• [Prompt] Below are the records; give the number of their lines that contain the word "recommendation" and nothing more.

Supplied entries Start Marker

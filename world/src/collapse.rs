//! Resolution of superposed cells, single or propagated through entanglement.

use log::trace;
use quantum_maze_core::{CellCoord, EntanglementMap, Event, SafeSet, Tile, TileGrid};
use rand::Rng;

/// Mutable view over the parts of a level the collapse engine touches.
#[derive(Debug)]
pub(crate) struct Observer<'a> {
    pub(crate) grid: &'a mut TileGrid,
    pub(crate) entanglement: &'a EntanglementMap,
    pub(crate) safe: &'a SafeSet,
    pub(crate) wall_probability: f64,
}

impl Observer<'_> {
    /// Resolves a single superposed cell and its entangled partner.
    ///
    /// Returns the number of cells resolved: 0 when the cell was not
    /// superposed, 2 when a still-superposed partner was forced as well,
    /// otherwise 1.
    pub(crate) fn collapse_at<R>(
        &mut self,
        cell: CellCoord,
        bias: Option<f64>,
        rng: &mut R,
        out_events: &mut Vec<Event>,
    ) -> u32
    where
        R: Rng + ?Sized,
    {
        if !self.grid.is(cell, Tile::Superposed) {
            return 0;
        }

        let resolved = if self.safe.contains(cell) {
            Tile::Empty
        } else if draw(rng, bias.unwrap_or(self.wall_probability)) {
            Tile::Wall
        } else {
            Tile::Empty
        };

        let _ = self.grid.set(cell, resolved);
        out_events.push(Event::CellCollapsed {
            cell,
            tile: resolved,
        });

        let Some((partner, mode)) = self.entanglement.partner(cell) else {
            return 1;
        };
        if !self.grid.is(partner, Tile::Superposed) {
            return 1;
        }

        // Entanglement wins over the partner's safe-path membership.
        let forced = mode.partner_tile(resolved);
        let _ = self.grid.set(partner, forced);
        trace!("[Collapse] {cell:?} -> {resolved:?} forced {partner:?} -> {forced:?} ({mode:?})");
        out_events.push(Event::EntanglementPropagated {
            source: cell,
            partner,
            mode,
            tile: forced,
        });
        2
    }

    /// Resolves every superposed cell within Manhattan `radius` of `center`,
    /// nearest first.
    pub(crate) fn collapse_area<R>(
        &mut self,
        center: CellCoord,
        radius: u32,
        bias: Option<f64>,
        rng: &mut R,
        out_events: &mut Vec<Event>,
    ) -> u32
    where
        R: Rng + ?Sized,
    {
        center
            .cells_within(radius)
            .into_iter()
            .map(|cell| self.collapse_at(cell, bias, rng, out_events))
            .sum()
    }
}

/// Bernoulli draw with the probability clamped into `[0, 1]`.
pub(crate) fn draw<R>(rng: &mut R, probability: f64) -> bool
where
    R: Rng + ?Sized,
{
    if probability.is_nan() {
        return false;
    }
    rng.gen_bool(probability.clamp(0.0, 1.0))
}

#[cfg(test)]
mod tests {
    use super::*;
    use quantum_maze_core::{EntanglementMode, GridDimensions};
    use rand::SeedableRng;
    use rand_chacha::ChaCha8Rng;

    fn open_grid() -> TileGrid {
        TileGrid::bordered(GridDimensions::new(7, 7))
    }

    #[test]
    fn collapse_skips_resolved_cells() {
        let mut grid = open_grid();
        let entanglement = EntanglementMap::new();
        let safe = SafeSet::default();
        let mut rng = ChaCha8Rng::seed_from_u64(7);
        let mut events = Vec::new();
        let mut observer = Observer {
            grid: &mut grid,
            entanglement: &entanglement,
            safe: &safe,
            wall_probability: 0.5,
        };

        assert_eq!(observer.collapse_at(CellCoord::new(0, 0), None, &mut rng, &mut events), 0);
        assert!(events.is_empty());
    }

    #[test]
    fn area_collapse_resolves_nearest_first() {
        let mut grid = open_grid();
        let entanglement = EntanglementMap::new();
        let safe = SafeSet::default();
        let mut rng = ChaCha8Rng::seed_from_u64(11);
        let mut events = Vec::new();
        let center = CellCoord::new(3, 3);
        let mut observer = Observer {
            grid: &mut grid,
            entanglement: &entanglement,
            safe: &safe,
            wall_probability: 0.5,
        };

        let resolved = observer.collapse_area(center, 2, Some(0.0), &mut rng, &mut events);

        assert_eq!(resolved, 13);
        let distances: Vec<u32> = events
            .iter()
            .filter_map(|event| match event {
                Event::CellCollapsed { cell, tile } => {
                    assert_eq!(*tile, Tile::Empty);
                    Some(cell.manhattan_distance(center))
                }
                _ => None,
            })
            .collect();
        assert!(distances.windows(2).all(|pair| pair[0] <= pair[1]));
    }

    #[test]
    fn propagation_counts_partner_once() {
        let mut grid = open_grid();
        let mut entanglement = EntanglementMap::new();
        let a = CellCoord::new(1, 1);
        let b = CellCoord::new(2, 2);
        assert!(entanglement.insert_pair(a, b, EntanglementMode::Opposite));
        let safe = SafeSet::default();
        let mut rng = ChaCha8Rng::seed_from_u64(3);
        let mut events = Vec::new();
        let mut observer = Observer {
            grid: &mut grid,
            entanglement: &entanglement,
            safe: &safe,
            wall_probability: 0.5,
        };

        assert_eq!(observer.collapse_at(a, Some(0.0), &mut rng, &mut events), 2);
        assert_eq!(observer.collapse_at(b, Some(0.0), &mut rng, &mut events), 0);
        assert_eq!(grid.tile(a), Some(Tile::Empty));
        assert_eq!(grid.tile(b), Some(Tile::Wall));
    }

    #[test]
    fn draw_tolerates_out_of_range_probabilities() {
        let mut rng = ChaCha8Rng::seed_from_u64(5);
        assert!(draw(&mut rng, 4.0));
        assert!(!draw(&mut rng, -1.0));
        assert!(!draw(&mut rng, f64::NAN));
    }
}
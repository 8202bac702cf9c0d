//! Property-Based Tests for the Batch Orchestrator
//!
//! **Property 1: Partition**
//!
//! For any universe of symbols and any retry budget, every deduplicated
//! input symbol SHALL end a run in exactly one of the two report buckets:
//! the assembled records or the permanently failed set.
//!
//! **Property 2: Bounded Retries**
//!
//! No symbol SHALL be attempted more than `1 + max_retry_rounds` times,
//! and symbols whose transient failures fit inside that budget SHALL
//! recover.

use proptest::prelude::*;
use std::collections::HashMap;
use std::sync::Arc;
use stockpile_batch::BatchProcessor;
use stockpile_core::{BatchConfig, FetchError, StockpileError};
use stockpile_fetch::ScriptedRecordSource;

// ============================================================================
// PROPERTY TEST STRATEGIES
// ============================================================================

/// How one symbol behaves across the run.
#[derive(Debug, Clone)]
enum SymbolPlan {
    /// Succeeds on the first attempt.
    Succeeds,
    /// Fails with these errors in order, then succeeds.
    Flaky(Vec<FetchError>),
    /// Fails with this error on every attempt.
    NeverSucceeds(FetchError),
}

/// Strategy for retryable provider failures. Fatal authentication errors
/// are deliberately absent; they abort a run instead of feeding the retry
/// queue and are covered separately.
fn retryable_error_strategy() -> impl Strategy<Value = FetchError> {
    prop_oneof![
        (500u16..=599).prop_map(|status| FetchError::Transport {
            status: Some(status),
            message: "server error".to_string(),
        }),
        Just(FetchError::Transport {
            status: None,
            message: "connection reset".to_string(),
        }),
        prop::option::of(1u64..120).prop_map(|retry_after_secs| FetchError::RateLimited {
            retry_after_secs,
        }),
        Just(FetchError::NotFound {
            resource: "profile/ZZZZ".to_string(),
        }),
        Just(FetchError::Validation {
            endpoint: "ratios-ttm".to_string(),
            reason: "response is empty".to_string(),
        }),
    ]
}

fn symbol_plan_strategy() -> impl Strategy<Value = SymbolPlan> {
    prop_oneof![
        3 => Just(SymbolPlan::Succeeds),
        2 => prop::collection::vec(retryable_error_strategy(), 1..=3).prop_map(SymbolPlan::Flaky),
        1 => retryable_error_strategy().prop_map(SymbolPlan::NeverSucceeds),
    ]
}

/// A universe of distinct symbols, each with its own scripted behavior.
fn universe_strategy() -> impl Strategy<Value = HashMap<String, SymbolPlan>> {
    prop::collection::hash_map("[A-Z]{1,5}", symbol_plan_strategy(), 1..10)
}

/// Orchestrator configurations worth exploring: small worker pools, retry
/// budgets from zero up, and no cooldown so runs finish instantly. The
/// retry queue is oversized so capacity overflow never interferes with
/// the retry-budget properties.
fn config_strategy() -> impl Strategy<Value = BatchConfig> {
    (1usize..=4, 0u32..=4).prop_map(|(workers, max_retry_rounds)| BatchConfig {
        workers,
        max_retry_rounds,
        retry_queue_capacity: 1_000,
        round_cooldown_secs: 0,
    })
}

fn scripted_source(plans: &HashMap<String, SymbolPlan>) -> Arc<ScriptedRecordSource> {
    let source = ScriptedRecordSource::new();
    for (symbol, plan) in plans {
        match plan {
            SymbolPlan::Succeeds => source.script_ok(symbol),
            SymbolPlan::Flaky(errors) => source.script_flaky(symbol, errors.clone()),
            SymbolPlan::NeverSucceeds(error) => {
                source.script(symbol.clone(), vec![Err(error.clone())])
            }
        }
    }
    Arc::new(source)
}

// ============================================================================
// PROPERTY TESTS
// ============================================================================

proptest! {
    #![proptest_config(ProptestConfig::with_cases(100))]

    /// **Property 1: Partition**
    ///
    /// Records and failures partition the deduplicated universe, and the
    /// run statistics agree with the report contents.
    #[test]
    fn prop_records_and_failures_partition_the_universe(
        plans in universe_strategy(),
        config in config_strategy(),
    ) {
        let rt = tokio::runtime::Runtime::new().unwrap();
        rt.block_on(async {
            let source = scripted_source(&plans);
            let processor = BatchProcessor::new(Arc::clone(&source), config);
            let input: Vec<String> = plans.keys().cloned().collect();

            let report = processor.run(&input).await.unwrap();

            prop_assert_eq!(report.records.len() + report.failed.len(), plans.len());
            for symbol in plans.keys() {
                let fetched = report.records.contains_key(symbol);
                let failed = report.failed.contains(symbol);
                prop_assert!(
                    fetched ^ failed,
                    "{} must land in exactly one bucket",
                    symbol
                );
            }

            prop_assert_eq!(report.stats.processed, report.records.len());
            prop_assert_eq!(report.stats.failed, report.failed.len());
            prop_assert!(report.stats.dropped <= report.stats.failed);
            let rate = report.stats.success_rate();
            prop_assert!((0.0..=1.0).contains(&rate), "success rate {} out of range", rate);
            Ok(())
        })?;
    }

    /// **Property 2: Bounded Retries (attempt counts)**
    ///
    /// Every symbol is attempted at least once and at most once per
    /// round; the round count itself never exceeds the configured budget.
    #[test]
    fn prop_call_counts_respect_the_round_budget(
        plans in universe_strategy(),
        config in config_strategy(),
    ) {
        let rt = tokio::runtime::Runtime::new().unwrap();
        rt.block_on(async {
            let budget = 1 + config.max_retry_rounds as usize;
            let source = scripted_source(&plans);
            let processor = BatchProcessor::new(Arc::clone(&source), config);
            let input: Vec<String> = plans.keys().cloned().collect();

            let report = processor.run(&input).await.unwrap();

            prop_assert!(report.stats.rounds >= 1);
            prop_assert!(report.stats.rounds as usize <= budget);
            for symbol in plans.keys() {
                let calls = source.calls(symbol);
                prop_assert!(calls >= 1, "{} was never attempted", symbol);
                prop_assert!(
                    calls <= budget,
                    "{} attempted {} times with a budget of {}",
                    symbol,
                    calls,
                    budget
                );
            }
            Ok(())
        })?;
    }

    /// **Property 2: Bounded Retries (recovery)**
    ///
    /// A symbol recovers exactly when its transient failures fit inside
    /// the retry budget; a persistent failer consumes the whole budget
    /// and lands in the failed set.
    #[test]
    fn prop_outcomes_follow_each_symbol_script(
        plans in universe_strategy(),
        config in config_strategy(),
    ) {
        let rt = tokio::runtime::Runtime::new().unwrap();
        rt.block_on(async {
            let max_retry_rounds = config.max_retry_rounds as usize;
            let budget = 1 + max_retry_rounds;
            let source = scripted_source(&plans);
            let processor = BatchProcessor::new(Arc::clone(&source), config);
            let input: Vec<String> = plans.keys().cloned().collect();

            let report = processor.run(&input).await.unwrap();

            for (symbol, plan) in &plans {
                match plan {
                    SymbolPlan::Succeeds => {
                        prop_assert!(report.records.contains_key(symbol));
                        prop_assert_eq!(source.calls(symbol), 1);
                    }
                    SymbolPlan::Flaky(errors) if errors.len() <= max_retry_rounds => {
                        prop_assert!(
                            report.records.contains_key(symbol),
                            "{} should recover: {} failures fit in {} retry rounds",
                            symbol,
                            errors.len(),
                            max_retry_rounds
                        );
                        prop_assert_eq!(source.calls(symbol), errors.len() + 1);
                    }
                    SymbolPlan::Flaky(_) | SymbolPlan::NeverSucceeds(_) => {
                        prop_assert!(report.failed.contains(symbol));
                        prop_assert_eq!(source.calls(symbol), budget);
                    }
                }
            }
            Ok(())
        })?;
    }

    /// **Property 1.1: Input Normalization**
    ///
    /// Duplicate, lowercase and padded renditions of a symbol collapse to
    /// a single attempt.
    #[test]
    fn prop_duplicate_input_is_fetched_once(
        symbols in prop::collection::hash_set("[A-Z]{1,5}", 1..10),
        config in config_strategy(),
    ) {
        let rt = tokio::runtime::Runtime::new().unwrap();
        rt.block_on(async {
            let source = Arc::new(ScriptedRecordSource::new());
            let mut input = Vec::new();
            for symbol in &symbols {
                source.script_ok(symbol);
                input.push(symbol.clone());
                input.push(symbol.to_lowercase());
                input.push(format!("  {}  ", symbol));
            }

            let processor = BatchProcessor::new(Arc::clone(&source), config);
            let report = processor.run(&input).await.unwrap();

            prop_assert_eq!(report.records.len(), symbols.len());
            prop_assert!(report.failed.is_empty());
            for symbol in &symbols {
                prop_assert_eq!(source.calls(symbol), 1);
            }
            Ok(())
        })?;
    }
}

// ============================================================================
// EDGE CASES EXERCISED THROUGH THE PUBLIC API
// ============================================================================

mod edge_cases {
    use super::*;

    #[tokio::test]
    async fn empty_universe_is_a_noop() {
        let source = Arc::new(ScriptedRecordSource::new());
        let processor = BatchProcessor::new(source, BatchConfig::default());

        let report = processor.run(&[]).await.unwrap();

        assert!(report.records.is_empty());
        assert!(report.failed.is_empty());
        assert_eq!(report.stats.rounds, 0);
    }

    #[tokio::test]
    async fn auth_rejection_is_the_only_fatal_path() {
        let source = Arc::new(ScriptedRecordSource::new());
        source.script(
            "AAPL",
            vec![Err(FetchError::Auth {
                message: "invalid api key".to_string(),
            })],
        );
        let config = BatchConfig {
            round_cooldown_secs: 0,
            ..BatchConfig::default()
        };
        let processor = BatchProcessor::new(source, config);

        let err = processor.run(&["AAPL".to_string()]).await.unwrap_err();
        assert!(matches!(
            err,
            StockpileError::Fetch(FetchError::Auth { .. })
        ));
    }
}
//! Canonical record schema and fetch request types

use crate::{Endpoint, Timestamp};
use chrono::Utc;
use serde::{Deserialize, Serialize};

/// One fully assembled record for one identifier.
///
/// This is the single canonical schema every provider payload is mapped
/// into. All analytic fields are optional: an endpoint the provider could
/// not serve degrades to `None` values, never to a missing column. Only
/// `symbol` and `fetched_at` are always present.
#[derive(Debug, Clone, PartialEq, Serialize, Deserialize)]
pub struct StockRecord {
    // Identity
    pub symbol: String,
    pub company_name: Option<String>,
    pub sector: Option<String>,
    pub industry: Option<String>,
    pub exchange: Option<String>,

    // Market
    pub price: Option<f64>,
    pub market_cap: Option<f64>,
    pub beta: Option<f64>,

    // Valuation (trailing twelve months)
    pub pe_ratio: Option<f64>,
    pub forward_pe: Option<f64>,
    pub price_to_book: Option<f64>,
    pub price_to_sales: Option<f64>,
    pub ev_to_ebitda: Option<f64>,

    // Profitability (trailing twelve months)
    pub roe: Option<f64>,
    pub roa: Option<f64>,
    pub net_margin: Option<f64>,
    pub operating_margin: Option<f64>,
    pub gross_margin: Option<f64>,

    // Financial health
    pub debt_to_equity: Option<f64>,
    pub current_ratio: Option<f64>,
    pub quick_ratio: Option<f64>,
    pub interest_coverage: Option<f64>,
    pub total_debt: Option<f64>,
    pub total_cash: Option<f64>,
    pub total_equity: Option<f64>,

    // Cash flow
    pub free_cash_flow: Option<f64>,
    pub operating_cash_flow: Option<f64>,
    pub fcf_yield: Option<f64>,
    pub dividend_yield: Option<f64>,
    pub payout_ratio: Option<f64>,

    // Income statement
    pub revenue: Option<f64>,
    pub net_income: Option<f64>,
    pub eps: Option<f64>,

    // Growth (trailing twelve months)
    pub revenue_growth: Option<f64>,
    pub net_income_growth: Option<f64>,
    pub eps_growth: Option<f64>,
    pub fcf_growth: Option<f64>,

    // Analyst sentiment
    pub analyst_rating: Option<String>,
    pub price_target: Option<f64>,
    pub price_target_high: Option<f64>,
    pub price_target_low: Option<f64>,
    pub recommendation: Option<String>,

    // Provenance
    pub fetched_at: Timestamp,
}

impl StockRecord {
    /// Create an empty record for a symbol, stamped with the current time.
    pub fn new(symbol: impl Into<String>) -> Self {
        Self {
            symbol: symbol.into(),
            company_name: None,
            sector: None,
            industry: None,
            exchange: None,
            price: None,
            market_cap: None,
            beta: None,
            pe_ratio: None,
            forward_pe: None,
            price_to_book: None,
            price_to_sales: None,
            ev_to_ebitda: None,
            roe: None,
            roa: None,
            net_margin: None,
            operating_margin: None,
            gross_margin: None,
            debt_to_equity: None,
            current_ratio: None,
            quick_ratio: None,
            interest_coverage: None,
            total_debt: None,
            total_cash: None,
            total_equity: None,
            free_cash_flow: None,
            operating_cash_flow: None,
            fcf_yield: None,
            dividend_yield: None,
            payout_ratio: None,
            revenue: None,
            net_income: None,
            eps: None,
            revenue_growth: None,
            net_income_growth: None,
            eps_growth: None,
            fcf_growth: None,
            analyst_rating: None,
            price_target: None,
            price_target_high: None,
            price_target_low: None,
            recommendation: None,
            fetched_at: Utc::now(),
        }
    }
}

/// One retrieval request: an identifier, an endpoint kind, and extra query
/// parameters. Parameters are kept sorted so that equivalent requests
/// produce identical cache keys regardless of construction order.
#[derive(Debug, Clone, PartialEq, Eq, Serialize, Deserialize)]
pub struct FetchRequest {
    pub symbol: String,
    pub endpoint: Endpoint,
    pub params: Vec<(String, String)>,
}

impl FetchRequest {
    /// Build a request with a normalized (trimmed, uppercased) symbol.
    pub fn new(symbol: impl AsRef<str>, endpoint: Endpoint) -> Self {
        Self {
            symbol: symbol.as_ref().trim().to_uppercase(),
            endpoint,
            params: Vec::new(),
        }
    }

    /// Attach query parameters; they are stored sorted by key, then value.
    pub fn with_params(mut self, mut params: Vec<(String, String)>) -> Self {
        params.sort();
        self.params = params;
        self
    }

    /// Relative request path for this request's symbol.
    pub fn path(&self) -> String {
        self.endpoint.path(&self.symbol)
    }
}

// ============================================================================
// TESTS
// ============================================================================

#[cfg(test)]
mod tests {
    use super::*;

    #[test]
    fn test_new_record_is_empty_except_identity() {
        let record = StockRecord::new("AAPL");
        assert_eq!(record.symbol, "AAPL");
        assert!(record.pe_ratio.is_none());
        assert!(record.recommendation.is_none());
    }

    #[test]
    fn test_record_serde_round_trip() {
        let mut record = StockRecord::new("AAPL");
        record.pe_ratio = Some(9.4);
        record.analyst_rating = Some("A-".to_string());

        let json = serde_json::to_string(&record).unwrap();
        let back: StockRecord = serde_json::from_str(&json).unwrap();
        assert_eq!(back, record);
    }

    #[test]
    fn test_request_normalizes_symbol() {
        let req = FetchRequest::new("  aapl ", Endpoint::Profile);
        assert_eq!(req.symbol, "AAPL");
        assert_eq!(req.path(), "profile/AAPL");
    }

    #[test]
    fn test_request_params_are_sorted() {
        let req = FetchRequest::new("AAPL", Endpoint::HistoricalPrices).with_params(vec![
            ("serietype".to_string(), "line".to_string()),
            ("limit".to_string(), "1".to_string()),
        ]);
        assert_eq!(req.params[0].0, "limit");
        assert_eq!(req.params[1].0, "serietype");
    }
}
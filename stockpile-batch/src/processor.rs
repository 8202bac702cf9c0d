//! The batch orchestrator: rounds, workers and the retry queue.

use crate::report::{BatchReport, BatchStats};
use std::collections::{HashMap, HashSet, VecDeque};
use std::sync::Arc;
use stockpile_core::{new_run_id, BatchConfig, FetchError, RunId, StockRecord, StockpileResult};
use stockpile_fetch::RecordSource;
use tokio::sync::Mutex;

/// Drives one [`RecordSource`] across many identifiers.
///
/// A run is a sequence of dispatch rounds. The first round covers every
/// deduplicated input symbol; each later round covers the symbols whose
/// previous attempt failed retryably, after a cooldown. A fatal
/// authentication error stops dispatch: in-flight fetches drain, queued
/// symbols are abandoned, and the run returns the error.
pub struct BatchProcessor<S> {
    source: Arc<S>,
    config: BatchConfig,
}

/// All mutable state of a run, behind a single lock.
struct BatchState {
    /// Work remaining in the current round.
    queue: VecDeque<String>,
    records: HashMap<String, StockRecord>,
    /// Symbols that failed permanently.
    failed: HashSet<String>,
    /// Symbols awaiting the next round, bounded by config.
    retry: VecDeque<String>,
    /// Count of retry candidates rejected by a full queue.
    dropped: usize,
    /// First fatal error observed; stops all further dispatch.
    fatal: Option<FetchError>,
}

impl<S: RecordSource + 'static> BatchProcessor<S> {
    pub fn new(source: Arc<S>, config: BatchConfig) -> Self {
        Self { source, config }
    }

    /// Process every symbol, retrying failures across bounded rounds.
    ///
    /// Returns the assembled records and run statistics. The only error
    /// path is fatal: a rejected API key aborts the run; every other
    /// failure is absorbed into the per-symbol failed set.
    pub async fn run(&self, symbols: &[String]) -> StockpileResult<BatchReport> {
        let run_id = new_run_id();
        let symbols = dedup_symbols(symbols);
        tracing::info!(
            run_id = %run_id,
            symbols = symbols.len(),
            workers = self.config.workers,
            "Starting batch run"
        );

        if symbols.is_empty() {
            return Ok(BatchReport {
                run_id,
                records: HashMap::new(),
                failed: HashSet::new(),
                stats: BatchStats {
                    processed: 0,
                    failed: 0,
                    dropped: 0,
                    rounds: 0,
                },
            });
        }

        let state = Arc::new(Mutex::new(BatchState {
            queue: symbols.into(),
            records: HashMap::new(),
            failed: HashSet::new(),
            retry: VecDeque::new(),
            dropped: 0,
            fatal: None,
        }));

        let mut rounds: u32 = 0;
        loop {
            rounds += 1;
            let queued = state.lock().await.queue.len();
            let workers = self.config.workers.max(1).min(queued);
            tracing::info!(run_id = %run_id, round = rounds, queued, workers, "Dispatching round");

            let mut handles = Vec::with_capacity(workers);
            for worker in 0..workers {
                let source = Arc::clone(&self.source);
                let state = Arc::clone(&state);
                let retry_capacity = self.config.retry_queue_capacity;
                handles.push(tokio::spawn(async move {
                    worker_loop(run_id, worker, source, state, retry_capacity).await;
                }));
            }
            for handle in handles {
                if let Err(err) = handle.await {
                    tracing::error!(run_id = %run_id, error = %err, "Worker task failed");
                }
            }

            let mut st = state.lock().await;
            if let Some(err) = st.fatal.take() {
                tracing::error!(run_id = %run_id, error = %err, "Fatal error, aborting run");
                return Err(err.into());
            }
            if st.retry.is_empty() {
                break;
            }
            if rounds > self.config.max_retry_rounds {
                let leftover: Vec<String> = st.retry.drain(..).collect();
                tracing::warn!(
                    run_id = %run_id,
                    count = leftover.len(),
                    "Retry rounds exhausted, remaining symbols fail permanently"
                );
                st.failed.extend(leftover);
                break;
            }

            let pending: Vec<String> = st.retry.drain(..).collect();
            st.queue.extend(pending);
            let requeued = st.queue.len();
            drop(st);

            tracing::info!(
                run_id = %run_id,
                round = rounds,
                requeued,
                cooldown_secs = self.config.round_cooldown_secs,
                "Cooling down before retry round"
            );
            tokio::time::sleep(self.config.round_cooldown()).await;
        }

        let mut st = state.lock().await;
        let records = std::mem::take(&mut st.records);
        let failed = std::mem::take(&mut st.failed);
        let stats = BatchStats {
            processed: records.len(),
            failed: failed.len(),
            dropped: st.dropped,
            rounds,
        };
        tracing::info!(
            run_id = %run_id,
            processed = stats.processed,
            failed = stats.failed,
            dropped = stats.dropped,
            rounds = stats.rounds,
            success_rate = stats.success_rate(),
            "Batch run complete"
        );

        Ok(BatchReport {
            run_id,
            records,
            failed,
            stats,
        })
    }
}

/// One worker: pop, fetch, apply, until the queue empties or a fatal
/// error is flagged. The lock is never held across a fetch.
async fn worker_loop<S: RecordSource>(
    run_id: RunId,
    worker: usize,
    source: Arc<S>,
    state: Arc<Mutex<BatchState>>,
    retry_capacity: usize,
) {
    loop {
        let symbol = {
            let mut st = state.lock().await;
            if st.fatal.is_some() {
                break;
            }
            match st.queue.pop_front() {
                Some(symbol) => symbol,
                None => break,
            }
        };

        tracing::debug!(run_id = %run_id, worker, symbol = %symbol, "Fetching record");
        let outcome = source.fetch_record(&symbol).await;

        let mut st = state.lock().await;
        match outcome {
            Ok(record) => {
                st.records.insert(symbol, record);
            }
            Err(err) if err.is_fatal() => {
                tracing::error!(
                    run_id = %run_id,
                    worker,
                    symbol = %symbol,
                    error = %err,
                    "Fatal error, stopping dispatch"
                );
                if st.fatal.is_none() {
                    st.fatal = Some(err);
                }
                break;
            }
            Err(err) => {
                if st.retry.len() < retry_capacity {
                    tracing::warn!(
                        run_id = %run_id,
                        worker,
                        symbol = %symbol,
                        error = %err,
                        "Attempt failed, queued for retry"
                    );
                    st.retry.push_back(symbol);
                } else {
                    tracing::warn!(
                        run_id = %run_id,
                        worker,
                        symbol = %symbol,
                        error = %err,
                        "Retry queue full, symbol fails permanently"
                    );
                    st.dropped += 1;
                    st.failed.insert(symbol);
                }
            }
        }
    }
}

/// Normalize and deduplicate, keeping first-seen order.
fn dedup_symbols(symbols: &[String]) -> Vec<String> {
    let mut seen = HashSet::new();
    let mut unique = Vec::new();
    for symbol in symbols {
        let normalized = symbol.trim().to_uppercase();
        if normalized.is_empty() {
            continue;
        }
        if seen.insert(normalized.clone()) {
            unique.push(normalized);
        }
    }
    unique
}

Supplied entries End Marker

• [Exercise response] 3